Gestures are an integral part of non-verbal communication, with meanings that vary across cultures, and misinterpretations that can have serious social and diplomatic consequences. As AI systems become more integrated into global applications, ensuring they do not inadvertently perpetuate cultural offenses is critical. To this end, we introduce Multi-Cultural Set of Inappropriate Gestures and Nonverbal Signs (MC-SIGNS), a dataset of 288 gesture-country pairs annotated for offensiveness, cultural significance, and contextual factors across 25 gestures and 85 countries. Through systematic evaluation using MC-SIGNS, we uncover critical limitations: text-to-image (T2I) systems exhibit strong US-centric biases, performing better at detecting offensive gestures in US contexts than in non-US ones; large language models (LLMs) tend to over-flag gestures as offensive; and vision-language models (VLMs) default to US-based interpretations when responding to universal concepts like wishing someone luck, frequently suggesting culturally inappropriate gestures.
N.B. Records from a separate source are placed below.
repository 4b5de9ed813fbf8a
//! State Management
//!
//! Global application state shared through Leptos context.

pub mod global;

pub use global::{provide_global_state, GlobalState};
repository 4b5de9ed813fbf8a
//! Chain Guard
//!
//! Verifies, before every read and write, that the wallet is on the
//! expected network and that the configured registry address actually has
//! deployed code there.

use std::sync::Arc;
use thiserror::Error;

use crate::chain::{Address, ChainId};
use crate::config::{ConfigError, ContractTarget};
use crate::wallet::{WalletError, WalletProvider};

/// Reasons the client is not ready to talk to the registry
#[derive(Debug, Clone, Error)]
pub enum GuardError {
    #[error("{0}")]
    NotConfigured(#[from] ConfigError),

    #[error("Switch the wallet network to chain id {expected}.")]
    WrongNetwork {
        expected: ChainId,
        actual: ChainId,
        #[source]
        source: WalletError,
    },

    #[error("No contract code at {address} on the current network. Check the deployment and configuration.")]
    NoContractCode { address: Address, chain_id: ChainId },

    #[error(transparent)]
    Wallet(#[from] WalletError),
}

/// Network and deployment check for a single registry
pub struct ChainGuard<W> {
    wallet: Arc<W>,
    target: Result<ContractTarget, ConfigError>,
}

impl<W: WalletProvider> ChainGuard<W> {
    pub fn new(wallet: Arc<W>, target: Result<ContractTarget, ConfigError>) -> Self {
        Self { wallet, target }
    }

    /// Configured target, without touching the provider
    pub fn target(&self) -> Result<ContractTarget, ConfigError> {
        self.target.clone()
    }

    /// Make sure the registry is reachable on the wallet's network
    ///
    /// Performs no provider call when the target is not configured, and at
    /// most one network switch request per call.
    pub async fn ensure_ready(&self) -> Result<ContractTarget, GuardError> {
        let target = self.target()?;

        let actual = self.wallet.chain_id().await?;
        if actual != target.chain_id {
            tracing::info!(
                expected = %target.chain_id,
                actual = %actual,
                "Requesting network switch"
            );
            if let Err(source) = self.wallet.switch_chain(target.chain_id).await {
                tracing::warn!(error = %source, "Network switch failed");
                return Err(GuardError::WrongNetwork {
                    expected: target.chain_id,
                    actual,
                    source,
                });
            }
        }

        let code = self.wallet.get_code(&target.address).await?;
        if code.is_empty() {
            return Err(GuardError::NoContractCode {
                address: target.address,
                chain_id: target.chain_id,
            });
        }

        tracing::trace!(address = %target.address, "Chain guard passed");
        Ok(target)
    }
}

#[cfg(test)]
mod tests {
    use super::*;
    use crate::wallet::MemoryWallet;

    fn registry() -> Address {
        Address::new([0x22; 20])
    }

    fn target() -> ContractTarget {
        ContractTarget {
            address: registry(),
            chain_id: ChainId::SEPOLIA,
        }
    }

    fn deployed() -> MemoryWallet {
        let wallet = MemoryWallet::new(ChainId::SEPOLIA);
        wallet.deploy_registry(registry());
        wallet
    }

    #[tokio::test]
    async fn test_unconfigured_makes_no_calls() {
        let wallet = Arc::new(deployed());
        let guard = ChainGuard::new(wallet.clone(), Err(ConfigError::MissingContractAddress));

        let err = guard.ensure_ready().await.unwrap_err();
        assert!(matches!(err, GuardError::NotConfigured(_)));
        assert!(err.to_string().contains("AGORA_CONTRACT_ADDRESS"));
        assert!(wallet.requests().is_empty());
    }

    #[tokio::test]
    async fn test_ready_on_expected_network() {
        let wallet = Arc::new(deployed());
        let guard = ChainGuard::new(wallet.clone(), Ok(target()));

        assert_eq!(guard.ensure_ready().await.unwrap(), target());
        assert_eq!(wallet.requests(), vec!["eth_chainId", "eth_getCode"]);
    }

    #[tokio::test]
    async fn test_switches_network_once() {
        let wallet = Arc::new(deployed());
        wallet.switch_network(ChainId::MAINNET);
        let guard = ChainGuard::new(wallet.clone(), Ok(target()));

        guard.ensure_ready().await.unwrap();
        assert_eq!(wallet.request_count("wallet_switchEthereumChain"), 1);
        assert_eq!(wallet.chain_id().await.unwrap(), ChainId::SEPOLIA);
    }

    #[tokio::test]
    async fn test_declined_switch_aborts() {
        let wallet = Arc::new(deployed());
        wallet.switch_network(ChainId::MAINNET);
        wallet.set_decline_switch(true);
        let guard = ChainGuard::new(wallet.clone(), Ok(target()));

        let err = guard.ensure_ready().await.unwrap_err();
        assert_eq!(err.to_string(), "Switch the wallet network to chain id 11155111.");
        assert_eq!(wallet.request_count("wallet_switchEthereumChain"), 1);
        assert_eq!(wallet.request_count("eth_getCode"), 0);

        // A second attempt asks again, once
        guard.ensure_ready().await.unwrap_err();
        assert_eq!(wallet.request_count("wallet_switchEthereumChain"), 2);
    }

    #[tokio::test]
    async fn test_unknown_network_in_wallet() {
        let wallet = MemoryWallet::new(ChainId::MAINNET);
        let guard = ChainGuard::new(Arc::new(wallet), Ok(target()));

        match guard.ensure_ready().await {
            Err(GuardError::WrongNetwork { source, actual, .. }) => {
                assert_eq!(source, WalletError::UnrecognizedChain);
                assert_eq!(actual, ChainId::MAINNET);
            }
            other => panic!("expected WrongNetwork, got {:?}", other),
        }
    }

    #[tokio::test]
    async fn test_missing_code() {
        let wallet = Arc::new(MemoryWallet::new(ChainId::SEPOLIA));
        let guard = ChainGuard::new(wallet, Ok(target()));

        let err = guard.ensure_ready().await.unwrap_err();
        assert!(matches!(err, GuardError::NoContractCode { .. }));
        assert!(err.to_string().starts_with(&format!("No contract code at {}", registry())));
    }
}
These findings highlight the urgent need for culturally-aware AI safety mechanisms to ensure equitable global deployment of AI technologies.

Paper Structure

This paper contains 70 sections, 49 figures, 12 tables.

Figures (49)

  • Figure 1: Interpretations of gestures varies dramatically across regions and cultures. "Crossing your fingers", while commonly used in the US to wish for good luck, can be considered deeply offensive to female audiences in parts of Vietnam. AI systems, such as T2I models, should be culturally competent and avoid generating visual elements that risk miscommunication or offense in specific cultural contexts.
  • Figure 2: RQ1: LLM Offensiveness classification shows high recall, low specificity, and a tendency to over-flag gestures as offensive.
  • Figure 3: RQ1: T2I Imagen-3 detects offensive gestures better, while DALLE-3 prioritizes avoiding false rejections (high specificity) at the cost of safety. Scene descriptions weakens safety filters.
  • Figure 4: RQ1: VLM Offensiveness classification varies, with some models performing at random chance and others over-flagging gestures, shown by high recall and low specificity.
  • Figure 5: Accuracy comparison of DALLE-3 and Imagen 3 in identifying offensive gestures across US and non-US contexts. DALLE-3 struggles in non-US contexts while performing moderately in US contexts. Imagen 3 shows high accuracy overall but shows a performance drop in non-US-offensive gestures.